There is historical precedent too. Brands like Dickies started selling their painters pants around the 1920s and while Carhartt has been making their double knee pants since 1939, but starting around the 1970s, utility trousers have been worn as items of fashion and leisure. They were particularly popular among women at first, worn in some cases as a political statement, in others (as documented in Anatole Broyard’s record of chic New Yorker women in 1977) as ‘a canvas for incongruity’. Read Jonathan Franzen’s Crossroads, a novel both written during the pandemic and set in the 1970s, and you’ll find that every second hip youth in the book is clad in pair of carpenter jeans.
They were no less popular in the ’80s among a GORPy, rock-climbing set, who prised their hardiness for the same reason they did the hard-wearing rugby shirts popularised by Patagonia founder Yvon Chouinard. Their true heyday came in the 1990s, however, when street style made them cool enough that everyone from high fashion labels to mall-based flagships wanted in.
As a result of their decades-long popularity on and off the job site, you’re spoiled for choice if you’re looking to buy a pair. There are the OGs, of course: Carhartt, Dickies, Lee, or Stan Ray, as well as countless trendier takes by places like Todd Snyder, Engineered Garments, and even J. Crew.
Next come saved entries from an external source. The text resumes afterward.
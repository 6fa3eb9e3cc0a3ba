use crate::catalog::{self, Catalog, ContextFilter, WidgetQuery};
use crate::model::{Layout, WidgetId};
use eframe::egui;

/// Add-widget dialog: catalog entries not yet on the dashboard, narrowed by
/// keyword and supported context.
#[derive(Default)]
pub(super) struct WidgetPicker {
    pub open: bool,
    pub query: WidgetQuery,
    pub selected: usize,
    request_focus: bool,
}

impl WidgetPicker {
    pub fn open(&mut self) {
        self.open = true;
        self.selected = 0;
        self.request_focus = true;
    }

    /// Closing also resets the search so the next open starts clean.
    pub fn close(&mut self) {
        self.open = false;
        self.query = WidgetQuery::default();
        self.selected = 0;
        self.request_focus = false;
    }

    pub fn ui(
        &mut self,
        ctx: &egui::Context,
        catalog: &Catalog,
        layout: &Layout,
    ) -> Option<WidgetId> {
        if !self.open {
            return None;
        }
        let available = catalog::available_widgets(catalog, layout);
        let contexts = catalog::context_options(&available);
        if let ContextFilter::Only(ctx_name) = &self.query.context {
            if !contexts.contains(ctx_name) {
                self.query.context = ContextFilter::All;
            }
        }
        let matches = catalog::filter_widgets(&available, &self.query);
        if self.selected >= matches.len() {
            self.selected = matches.len().saturating_sub(1);
        }
        if ctx.input(|i| i.key_pressed(egui::Key::Escape)) {
            self.close();
            return None;
        }
        if ctx.input(|i| i.key_pressed(egui::Key::ArrowDown)) && !matches.is_empty() {
            self.selected = (self.selected + 1).min(matches.len() - 1);
        }
        if ctx.input(|i| i.key_pressed(egui::Key::ArrowUp)) && !matches.is_empty() {
            self.selected = self.selected.saturating_sub(1);
        }
        let mut pick_selected = ctx.input(|i| i.key_pressed(egui::Key::Enter));
        let mut clicked: Option<usize> = None;
        let mut open = self.open;

        egui::Window::new("Add widget")
            .open(&mut open)
            .collapsible(false)
            .resizable(true)
            .default_width(520.0)
            .default_height(420.0)
            .show(ctx, |ui| {
                ui.horizontal(|ui| {
                    let resp = ui.add(
                        egui::TextEdit::singleline(&mut self.query.keyword)
                            .desired_width(280.0)
                            .hint_text("Search widgets or keywords"),
                    );
                    if self.request_focus {
                        resp.request_focus();
                        self.request_focus = false;
                    }
                    ui.label("Context:");
                    let selected_text = match &self.query.context {
                        ContextFilter::All => "All contexts".to_string(),
                        ContextFilter::Only(c) => c.clone(),
                    };
                    egui::ComboBox::from_id_salt("widget_context_filter")
                        .selected_text(selected_text)
                        .show_ui(ui, |ui| {
                            ui.selectable_value(
                                &mut self.query.context,
                                ContextFilter::All,
                                "All contexts",
                            );
                            for c in &contexts {
                                ui.selectable_value(
                                    &mut self.query.context,
                                    ContextFilter::Only(c.clone()),
                                    c.as_str(),
                                );
                            }
                        });
                });
                ui.small("Only widgets not already on the dashboard are listed.");
                ui.separator();
                egui::ScrollArea::vertical().show(ui, |ui| {
                    if matches.is_empty() {
                        ui.weak("No matching widgets. Try another keyword or context.");
                    }
                    for (idx, widget) in matches.iter().enumerate() {
                        let selected = idx == self.selected;
                        let frame = egui::Frame::new()
                            .inner_margin(6.0)
                            .corner_radius(egui::CornerRadius::same(6))
                            .stroke(egui::Stroke::new(
                                1.0,
                                if selected {
                                    egui::Color32::from_rgb(90, 160, 255)
                                } else {
                                    egui::Color32::from_gray(70)
                                },
                            ));
                        frame.show(ui, |ui| {
                            ui.set_width(ui.available_width());
                            ui.horizontal(|ui| {
                                ui.strong(widget.name.as_str());
                                ui.weak(format!("ID: {}", widget.id));
                                let right = egui::Layout::right_to_left(egui::Align::Center);
                                ui.with_layout(right, |ui| {
                                    if ui.button("Add").clicked() {
                                        clicked = Some(idx);
                                    }
                                });
                            });
                            if !widget.description.is_empty() {
                                ui.label(widget.description.as_str());
                            }
                            ui.horizontal_wrapped(|ui| {
                                for c in &widget.supported_contexts {
                                    ui.small(c.as_str());
                                }
                            });
                        });
                        ui.add_space(4.0);
                    }
                });
            });

        if !open {
            self.close();
            return None;
        }
        if let Some(idx) = clicked {
            self.selected = idx;
            pick_selected = true;
        }
        if pick_selected {
            if let Some(widget) = matches.get(self.selected) {
                let id = widget.id.clone();
                self.close();
                return Some(id);
            }
        }
        None
    }
}
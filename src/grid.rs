//! Grid geometry: pixel projection, collision tests and first-fit placement.

use eframe::egui;

use crate::error::{EditorError, Result};
use crate::model::{Layout, LayoutItem, WidgetId};

pub const COLS: u32 = 12;
pub const ROW_HEIGHT: f32 = 55.0;
pub const MARGIN: egui::Vec2 = egui::vec2(10.0, 10.0);

/// Hard stop for the placement scan. The scan never needs to go past the
/// layout's bottom edge, so this only trips on a corrupted layout.
pub const MAX_SCAN_ROWS: u32 = 10_000;

/// Maps grid units to pixels for a container of a given width. Holds no
/// layout state; recompute it whenever the container is remeasured.
#[derive(Clone, Copy, Debug, PartialEq)]
pub struct GridProjector {
    pub container_width: f32,
    pub row_height: f32,
    pub margin: egui::Vec2,
}

impl Default for GridProjector {
    fn default() -> Self {
        Self {
            container_width: 0.0,
            row_height: ROW_HEIGHT,
            margin: MARGIN,
        }
    }
}

impl GridProjector {
    pub fn new(container_width: f32) -> Self {
        Self {
            container_width,
            ..Self::default()
        }
    }

    pub fn with_metrics(container_width: f32, row_height: f32, margin: egui::Vec2) -> Self {
        Self {
            container_width,
            row_height,
            margin,
        }
    }

    pub fn col_width(&self) -> f32 {
        (self.container_width - (COLS as f32 + 1.0) * self.margin.x) / COLS as f32
    }

    /// Pixel distance between the left edges of two adjacent columns.
    pub fn column_pitch(&self) -> f32 {
        self.col_width() + self.margin.x
    }

    pub fn row_pitch(&self) -> f32 {
        self.row_height + self.margin.y
    }

    /// Item rectangle relative to the container's top-left corner.
    pub fn project(&self, item: &LayoutItem) -> egui::Rect {
        let col_width = self.col_width();
        let left = item.x as f32 * self.column_pitch() + self.margin.x;
        let top = item.y as f32 * self.row_pitch() + self.margin.y;
        let width = item.w as f32 * col_width + item.w.saturating_sub(1) as f32 * self.margin.x;
        let height =
            item.h as f32 * self.row_height + item.h.saturating_sub(1) as f32 * self.margin.y;
        egui::Rect::from_min_size(egui::pos2(left, top), egui::vec2(width, height))
    }

    pub fn project_at(&self, origin: egui::Pos2, item: &LayoutItem) -> egui::Rect {
        self.project(item).translate(origin.to_vec2())
    }

    /// Converts a pointer displacement to whole grid units, rounding to the
    /// nearest unit. A degenerate container yields no movement.
    pub fn grid_delta(&self, pixels: egui::Vec2) -> (i32, i32) {
        let col_pitch = self.column_pitch();
        let row_pitch = self.row_pitch();
        let dx = if col_pitch > f32::EPSILON {
            (pixels.x / col_pitch).round() as i32
        } else {
            0
        };
        let dy = if row_pitch > f32::EPSILON {
            (pixels.y / row_pitch).round() as i32
        } else {
            0
        };
        (dx, dy)
    }

    /// Pixel height needed to show every row of the layout plus `spare_rows`.
    pub fn content_height(&self, layout: &Layout, spare_rows: u32) -> f32 {
        layout.bottom().saturating_add(spare_rows) as f32 * self.row_pitch() + self.margin.y
    }
}

pub fn overlaps(a: &LayoutItem, b: &LayoutItem) -> bool {
    a.x < b.right() && a.right() > b.x && a.y < b.bottom() && a.bottom() > b.y
}

/// True if `item` overlaps any other item of the layout. The item's own
/// entry (same id) is skipped.
pub fn collides(item: &LayoutItem, layout: &Layout) -> bool {
    first_collision(item, layout).is_some()
}

pub fn first_collision<'a>(item: &LayoutItem, layout: &'a Layout) -> Option<&'a LayoutItem> {
    layout
        .iter()
        .find(|other| other.id != item.id && overlaps(item, other))
}

/// Topmost, then leftmost, position where a `w`x`h` item fits. `w` is clamped
/// to `1..=COLS` and `h` to at least 1.
pub fn find_slot(w: u32, h: u32, layout: &Layout) -> Result<(u32, u32)> {
    place(WidgetId::new(""), w, h, layout).map(|item| (item.x, item.y))
}

/// Builds the item a new widget gets: size clamped as in [`find_slot`],
/// positioned at the first free slot.
pub fn place(id: WidgetId, w: u32, h: u32, layout: &Layout) -> Result<LayoutItem> {
    let w = w.clamp(1, COLS);
    let h = h.max(1);
    let last_row = layout.bottom().min(MAX_SCAN_ROWS);
    let mut probe = LayoutItem::new(id, 0, 0, w, h);
    for y in 0..=last_row {
        for x in 0..=COLS - w {
            probe.x = x;
            probe.y = y;
            if !layout.iter().any(|other| overlaps(&probe, other)) {
                tracing::debug!(w, h, x, y, "placement slot found");
                return Ok(probe);
            }
        }
    }
    tracing::warn!(w, h, last_row, "placement scan exhausted");
    Err(EditorError::NoFreeSlot { w, h })
}

/// Checks the invariants of a committed layout: positive sizes, items inside
/// the column range and above the scan limit, unique ids and no overlaps.
pub fn validate_layout(layout: &Layout) -> Result<()> {
    for (idx, item) in layout.iter().enumerate() {
        if item.w == 0 || item.h == 0 {
            return Err(EditorError::InvalidItem {
                id: item.id.clone(),
                reason: format!("size {}x{} must be at least 1x1", item.w, item.h),
            });
        }
        let (Some(right), Some(bottom)) = (item.x.checked_add(item.w), item.y.checked_add(item.h))
        else {
            return Err(EditorError::InvalidItem {
                id: item.id.clone(),
                reason: format!(
                    "position {},{} with size {}x{} overflows",
                    item.x, item.y, item.w, item.h
                ),
            });
        };
        if right > COLS {
            return Err(EditorError::InvalidItem {
                id: item.id.clone(),
                reason: format!("spans columns {}..{right} past {COLS}", item.x),
            });
        }
        if bottom > MAX_SCAN_ROWS {
            return Err(EditorError::InvalidItem {
                id: item.id.clone(),
                reason: format!("extends to row {bottom} past {MAX_SCAN_ROWS}"),
            });
        }
        for other in &layout.items()[..idx] {
            if other.id == item.id {
                return Err(EditorError::DuplicateWidget(item.id.clone()));
            }
            if overlaps(item, other) {
                return Err(EditorError::Overlap {
                    a: other.id.clone(),
                    b: item.id.clone(),
                });
            }
        }
    }
    Ok(())
}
I went with a pair of Carhartts myself, specifically the 12-ounce duck cotton B01 double-front work pants. It was partly down to their legendary hardiness and partly because I’d seen that photo of Daniel Day-Lewis walking around in the same model too many times to be expected to make any rational decisions. Hell, Jason Mamoa loves his so much he made a short film about them. While I doubt mine will ever become quite as raggedy as Aquaman’s, I’ve certainly enjoyed wearing the seams out of them every chance I get. And, despite their somewhat attention-grabbing look, I’ve been surprised by how versatile they are. I wear them with a lot of the casual things you might expect — sneakers, workboots, and Wallabees, plus T-shirts, fleeces, sweatshirts, that kind of thing — though I’ve been surprised by how well they can pair in the right context with knitwear or a nice coat (my balmacaan being a particular favourite).
I’ve written before about how wearing workwear during the pandemic (which I’ve done a lot of) seems to stem from an unfulfilled urge to be helpful or productive. There’s definitely some of that going on in the case of my incongruous double-fronts. There’s something else too, though, something deeper-seated, more figurative, and not at all incidental to pandemic life. On some level, I think the idea of a garment that starts out being rough and uncomfortable which then improves with every wash and wear — getting more manageable and familiar, in other words — seems particularly apropos. It feels somehow symbolic: A thing that literally starts out being hard only to get better with time. If that isn’t the perfect fit for pandemic life, I don’t know what is.